Sql-server – SQL Split Address Line into Separate Columns

querysql serversql-server-2016string-splittingsubstring

Whats the best way to split a comma list column into different columns? I am looking for a simple algorithm, heard it is best to avoid scalar value functions, as they might be slow. Searching into many methods, substring, find, splitstring; we need to run this algorithm across millions of addresses, so looking for best, optimal answer with good coding practice.

create table dbo.AddressTest (AddressLine varchar(255))

insert into dbo.AddressTest (AddressLine) 
values ('123 Maple Street, Austin, Texas, 78653, 555-234-4589')

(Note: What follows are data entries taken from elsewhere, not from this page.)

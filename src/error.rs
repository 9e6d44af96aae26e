//! # Error Handling
//!
//! This module provides unified error handling for the Organisations API,
//! implementing a consistent problem+json response format with trace ID propagation.

use axum::{
    extract::rejection::{JsonRejection, PathRejection, QueryRejection},
    http::{HeaderMap, HeaderValue, StatusCode},
    response::{IntoResponse, Response},
};
use serde::Serialize;
use thiserror::Error;
use utoipa::ToSchema;

use crate::bounding_box::BoundingBoxError;
use crate::telemetry;

/// Unified API error response structure
#[derive(Debug, Clone, Serialize, ToSchema)]
pub struct ApiError {
    /// HTTP status code for the response
    #[serde(skip_serializing, skip_deserializing)]
    pub status: StatusCode,
    /// Error code for programmatic handling
    pub code: Box<str>,
    /// Human-readable error message
    pub message: Box<str>,
    /// Additional error details (optional)
    #[serde(skip_serializing_if = "Option::is_none")]
    pub details: Option<Box<serde_json::Value>>,
    /// Correlation trace ID for debugging (optional)
    #[serde(skip_serializing_if = "Option::is_none")]
    pub trace_id: Option<Box<str>>,
}

impl ApiError {
    /// Create a new API error with the given status code and message
    pub fn new<S: Into<String>>(status: StatusCode, code: S, message: S) -> Self {
        Self {
            status,
            code: code.into().into_boxed_str(),
            message: message.into().into_boxed_str(),
            details: None,
            trace_id: Self::current_trace_id(),
        }
    }

    /// Add details to the error
    pub fn with_details<V: Into<serde_json::Value>>(mut self, details: V) -> Self {
        self.details = Some(Box::new(details.into()));
        self
    }

    /// Extract the request trace ID (falls back to a generated correlation ID)
    fn current_trace_id() -> Option<Box<str>> {
        telemetry::current_trace_id()
            .map(|trace_id| trace_id.into_boxed_str())
            .or_else(|| {
                Some(format!("corr-{}", &uuid::Uuid::new_v4().to_string()[..8]).into_boxed_str())
            })
    }
}

/// Errors produced by the repository layer
#[derive(Debug, Error)]
pub enum RepositoryError {
    #[error("database error: {0}")]
    Database(#[from] sea_orm::DbErr),
    #[error("{0} not found")]
    NotFound(String),
    #[error("{0}")]
    Validation(String),
}

impl RepositoryError {
    pub fn database_error(error: sea_orm::DbErr) -> Self {
        Self::Database(error)
    }

    pub fn not_found<S: Into<String>>(entity: S) -> Self {
        Self::NotFound(entity.into())
    }

    pub fn validation_error<S: Into<String>>(message: S) -> Self {
        Self::Validation(message.into())
    }
}

/// Standard error types with predefined status codes
#[derive(Debug, Error)]
pub enum ErrorType {
    #[error("Bad Request")]
    BadRequest,
    #[error("Not Found")]
    NotFound,
    #[error("Internal Server Error")]
    InternalServerError,
    #[error("Not Implemented")]
    NotImplemented,
    #[error("Service Unavailable")]
    ServiceUnavailable,
}

impl ErrorType {
    /// Get the appropriate HTTP status code for this error type
    pub fn status_code(&self) -> StatusCode {
        match self {
            ErrorType::BadRequest => StatusCode::BAD_REQUEST,
            ErrorType::NotFound => StatusCode::NOT_FOUND,
            ErrorType::InternalServerError => StatusCode::INTERNAL_SERVER_ERROR,
            ErrorType::NotImplemented => StatusCode::NOT_IMPLEMENTED,
            ErrorType::ServiceUnavailable => StatusCode::SERVICE_UNAVAILABLE,
        }
    }

    /// Get the error code string for this error type (SCREAMING_SNAKE_CASE)
    pub fn error_code(&self) -> &'static str {
        match self {
            ErrorType::BadRequest => "VALIDATION_FAILED",
            ErrorType::NotFound => "NOT_FOUND",
            ErrorType::InternalServerError => "INTERNAL_SERVER_ERROR",
            ErrorType::NotImplemented => "NOT_IMPLEMENTED",
            ErrorType::ServiceUnavailable => "SERVICE_UNAVAILABLE",
        }
    }
}

impl IntoResponse for ApiError {
    fn into_response(self) -> Response {
        let mut headers = HeaderMap::new();
        headers.insert(
            "content-type",
            HeaderValue::from_static("application/problem+json"),
        );

        (self.status, headers, axum::Json(self)).into_response()
    }
}

// Error mappers for common sources

impl From<ErrorType> for ApiError {
    fn from(error_type: ErrorType) -> Self {
        Self::new(
            error_type.status_code(),
            error_type.error_code(),
            &error_type.to_string(),
        )
    }
}

impl From<anyhow::Error> for ApiError {
    fn from(error: anyhow::Error) -> Self {
        tracing::error!("Internal error: {:?}", error);

        Self::new(
            StatusCode::INTERNAL_SERVER_ERROR,
            "INTERNAL_SERVER_ERROR",
            "An internal error occurred",
        )
    }
}

impl From<JsonRejection> for ApiError {
    fn from(rejection: JsonRejection) -> Self {
        let message = match rejection {
            JsonRejection::JsonDataError(err) => format!("Invalid JSON: {}", err.body_text()),
            JsonRejection::JsonSyntaxError(err) => {
                format!("JSON syntax error: {}", err.body_text())
            }
            JsonRejection::MissingJsonContentType(_) => {
                "Missing 'Content-Type: application/json' header".to_string()
            }
            _ => "Invalid request body".to_string(),
        };

        Self::new(StatusCode::BAD_REQUEST, "VALIDATION_FAILED", &message)
    }
}

impl From<PathRejection> for ApiError {
    fn from(rejection: PathRejection) -> Self {
        Self::new(
            StatusCode::BAD_REQUEST,
            "VALIDATION_FAILED",
            &format!("Invalid path parameter: {}", rejection.body_text()),
        )
    }
}

impl From<QueryRejection> for ApiError {
    fn from(rejection: QueryRejection) -> Self {
        Self::new(
            StatusCode::BAD_REQUEST,
            "VALIDATION_FAILED",
            &format!("Invalid query string: {}", rejection.body_text()),
        )
    }
}

impl From<BoundingBoxError> for ApiError {
    fn from(error: BoundingBoxError) -> Self {
        Self::new(
            StatusCode::BAD_REQUEST,
            "INVALID_BOUNDING_BOX",
            &error.to_string(),
        )
    }
}

impl From<sea_orm::DbErr> for ApiError {
    fn from(error: sea_orm::DbErr) -> Self {
        match error {
            sea_orm::DbErr::RecordNotFound(record) => Self::new(
                StatusCode::NOT_FOUND,
                "NOT_FOUND",
                &format!("Record not found: {}", record),
            ),
            sea_orm::DbErr::Conn(connection_err) => {
                tracing::error!("Database connection error: {:?}", connection_err);
                Self::new(
                    StatusCode::SERVICE_UNAVAILABLE,
                    "SERVICE_UNAVAILABLE",
                    "Database service unavailable",
                )
            }
            sea_orm::DbErr::ConnectionAcquire(acquire_err) => {
                tracing::error!("Database connection acquire error: {:?}", acquire_err);
                Self::new(
                    StatusCode::SERVICE_UNAVAILABLE,
                    "SERVICE_UNAVAILABLE",
                    "Database service unavailable",
                )
            }
            _ => {
                tracing::error!("Database error: {:?}", error);
                Self::new(
                    StatusCode::INTERNAL_SERVER_ERROR,
                    "INTERNAL_SERVER_ERROR",
                    "Database error occurred",
                )
            }
        }
    }
}

impl From<RepositoryError> for ApiError {
    fn from(error: RepositoryError) -> Self {
        match error {
            RepositoryError::Database(db_err) => db_err.into(),
            RepositoryError::NotFound(entity) => Self::new(
                StatusCode::NOT_FOUND,
                "NOT_FOUND",
                &format!("{} not found", capitalize(&entity)),
            ),
            RepositoryError::Validation(message) => {
                Self::new(StatusCode::BAD_REQUEST, "VALIDATION_FAILED", &message)
            }
        }
    }
}

/// Create a validation error with field details
pub fn validation_error(message: &str, field_errors: serde_json::Value) -> ApiError {
    ApiError::new(StatusCode::BAD_REQUEST, "VALIDATION_FAILED", message).with_details(field_errors)
}

/// Create a not-implemented error (501) for routes kept only for compatibility
pub fn not_implemented(message: &str) -> ApiError {
    ApiError::new(StatusCode::NOT_IMPLEMENTED, "NOT_IMPLEMENTED", message)
}

fn capitalize(word: &str) -> String {
    let mut chars = word.chars();
    match chars.next() {
        Some(first) => first.to_uppercase().chain(chars).collect(),
        None => String::new(),
    }
}

#[cfg(test)]
mod tests {
    use super::*;
    use crate::bounding_box::Axis;
    use serde_json::json;

    #[test]
    fn test_api_error_basic() {
        let error = ApiError::new(
            StatusCode::BAD_REQUEST,
            "VALIDATION_FAILED",
            "Test error message",
        );

        assert_eq!(error.code, Box::from("VALIDATION_FAILED"));
        assert_eq!(error.message, Box::from("Test error message"));
        assert_eq!(error.details, None);
    }

    #[test]
    fn test_api_error_with_details() {
        let error = ApiError::new(StatusCode::BAD_REQUEST, "BAD_REQUEST", "Test error message")
            .with_details(json!({"field": "value"}));

        assert_eq!(error.details, Some(Box::new(json!({"field": "value"}))));
    }

    #[test]
    fn test_error_type_mapping() {
        let not_found_error: ApiError = ErrorType::NotFound.into();
        assert_eq!(not_found_error.code, Box::from("NOT_FOUND"));
        assert_eq!(not_found_error.message, Box::from("Not Found"));

        let unimplemented: ApiError = ErrorType::NotImplemented.into();
        assert_eq!(unimplemented.status, StatusCode::NOT_IMPLEMENTED);
        assert_eq!(unimplemented.code, Box::from("NOT_IMPLEMENTED"));
    }

    #[test]
    fn test_from_anyhow() {
        let anyhow_error = anyhow::anyhow!("Something went wrong");
        let api_error: ApiError = anyhow_error.into();

        assert_eq!(api_error.status, StatusCode::INTERNAL_SERVER_ERROR);
        assert_eq!(api_error.code, Box::from("INTERNAL_SERVER_ERROR"));
        assert_eq!(api_error.message, Box::from("An internal error occurred"));
    }

    #[test]
    fn test_bounding_box_errors_are_bad_requests() {
        for error in [
            BoundingBoxError::MalformedInput,
            BoundingBoxError::OutOfRange(Axis::Latitude),
            BoundingBoxError::OutOfRange(Axis::Longitude),
            BoundingBoxError::InvalidOrdering(Axis::Latitude),
            BoundingBoxError::InvalidOrdering(Axis::Longitude),
        ] {
            let message = error.to_string();
            let api_error: ApiError = error.into();

            assert_eq!(api_error.status, StatusCode::BAD_REQUEST);
            assert_eq!(api_error.code, Box::from("INVALID_BOUNDING_BOX"));
            assert_eq!(api_error.message.as_ref(), message);
        }
    }

    #[test]
    fn test_repository_not_found_mapping() {
        let api_error: ApiError = RepositoryError::not_found("organisation").into();

        assert_eq!(api_error.status, StatusCode::NOT_FOUND);
        assert_eq!(api_error.code, Box::from("NOT_FOUND"));
        assert_eq!(api_error.message, Box::from("Organisation not found"));
    }

    #[test]
    fn test_repository_validation_mapping() {
        let api_error: ApiError = RepositoryError::validation_error("name is required").into();

        assert_eq!(api_error.status, StatusCode::BAD_REQUEST);
        assert_eq!(api_error.code, Box::from("VALIDATION_FAILED"));
        assert_eq!(api_error.message, Box::from("name is required"));
    }

    #[test]
    fn test_repository_database_mapping() {
        let api_error: ApiError =
            RepositoryError::database_error(sea_orm::DbErr::Custom("boom".to_string())).into();

        assert_eq!(api_error.status, StatusCode::INTERNAL_SERVER_ERROR);
        assert_eq!(api_error.message, Box::from("Database error occurred"));
    }

    #[test]
    fn test_database_error_mapping() {
        let db_error = sea_orm::DbErr::RecordNotFound("test_record".to_string());
        let api_error: ApiError = db_error.into();

        assert_eq!(api_error.status, StatusCode::NOT_FOUND);
        assert_eq!(api_error.code, Box::from("NOT_FOUND"));
        assert!(api_error.message.contains("test_record"));
    }

    #[test]
    fn test_content_type_header() {
        let error = ApiError::new(StatusCode::BAD_REQUEST, "VALIDATION_FAILED", "Test error");

        let response = error.into_response();

        assert_eq!(
            response.headers().get("content-type").unwrap(),
            "application/problem+json"
        );
    }

    #[test]
    fn test_status_code_preservation() {
        let error = not_implemented("Use POST /organisations/create/location");

        let response = error.into_response();

        assert_eq!(response.status(), StatusCode::NOT_IMPLEMENTED);
    }

    #[test]
    fn test_trace_id_generation() {
        let error = ApiError::new(
            StatusCode::INTERNAL_SERVER_ERROR,
            "INTERNAL_SERVER_ERROR",
            "Test error",
        );

        assert!(error.trace_id.is_some());
        let trace_id = error.trace_id.unwrap();
        assert!(trace_id.starts_with("corr-"));
        assert_eq!(trace_id.len(), 13); // "corr-" + 8 chars
    }

    #[test]
    fn test_validation_error_with_details() {
        let field_errors = json!({
            "field": "name",
            "message": "Organisation name is required"
        });

        let validation_error = validation_error("Validation failed", field_errors.clone());

        assert_eq!(validation_error.status, StatusCode::BAD_REQUEST);
        assert_eq!(validation_error.code, Box::from("VALIDATION_FAILED"));
        assert_eq!(validation_error.details, Some(Box::new(field_errors)));
    }
}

-- may not require substring, just looking for good way
select 
    substring  as AddressStreet   -- Expected: 123 Maple Street
    substring(...) as City,       -- Expected: Austin
    substring(...) as State,     -- Expected: Texas
    substring(...) as ZipCode     -- Expected: 78653
    substring(...) as PhoneNumber -- Expected: 555-234-4589
from dbo.AddressTest

looking into this method also:
https://stackoverflow.com/questions/19449492/using-t-sql-return-nth-delimited-element-from-a-string

Best Answer

STRING_SPLIT() is probably best in SQL Server 2016. I've tested against 1 million rows and returns results in 12 seconds (fairly contrived test).

You can use the PIVOT operator to produce the columns from your rows following the split as there are a known number of elements.

Code to setup

CREATE TABLE #Table (ID INT IDENTITY, StreetAddress VARCHAR(MAX))

DECLARE @I INT = 1000000

WHILE (@I) > 0
BEGIN
       INSERT INTO #Table (StreetAddress) VALUES ('123 Fake St, BigCity, My State, 12345')
       SET @I = @I -1
END

Code to retrieve split address elements

SELECT ID,
       [1] AS Street,
       [2] AS City, 
       [3] AS State, 
       [4] AS Code
FROM 
(
       SELECT ID, value, ROW_NUMBER() OVER (PARTITION BY ID ORDER BY ID) AS Rn
       FROM #Table
       CROSS APPLY STRING_SPLIT(REPLACE(StreetAddress, ', ', ','), ',')
) src
PIVOT
(
       MAX(Value) FOR Rn IN ([1], [2], [3], [4])
) pvt

You can probably improve performance by eliminating the REPLACE in STRING_SPLIT, but you'll then need to TRIM your columns to remove whitespace.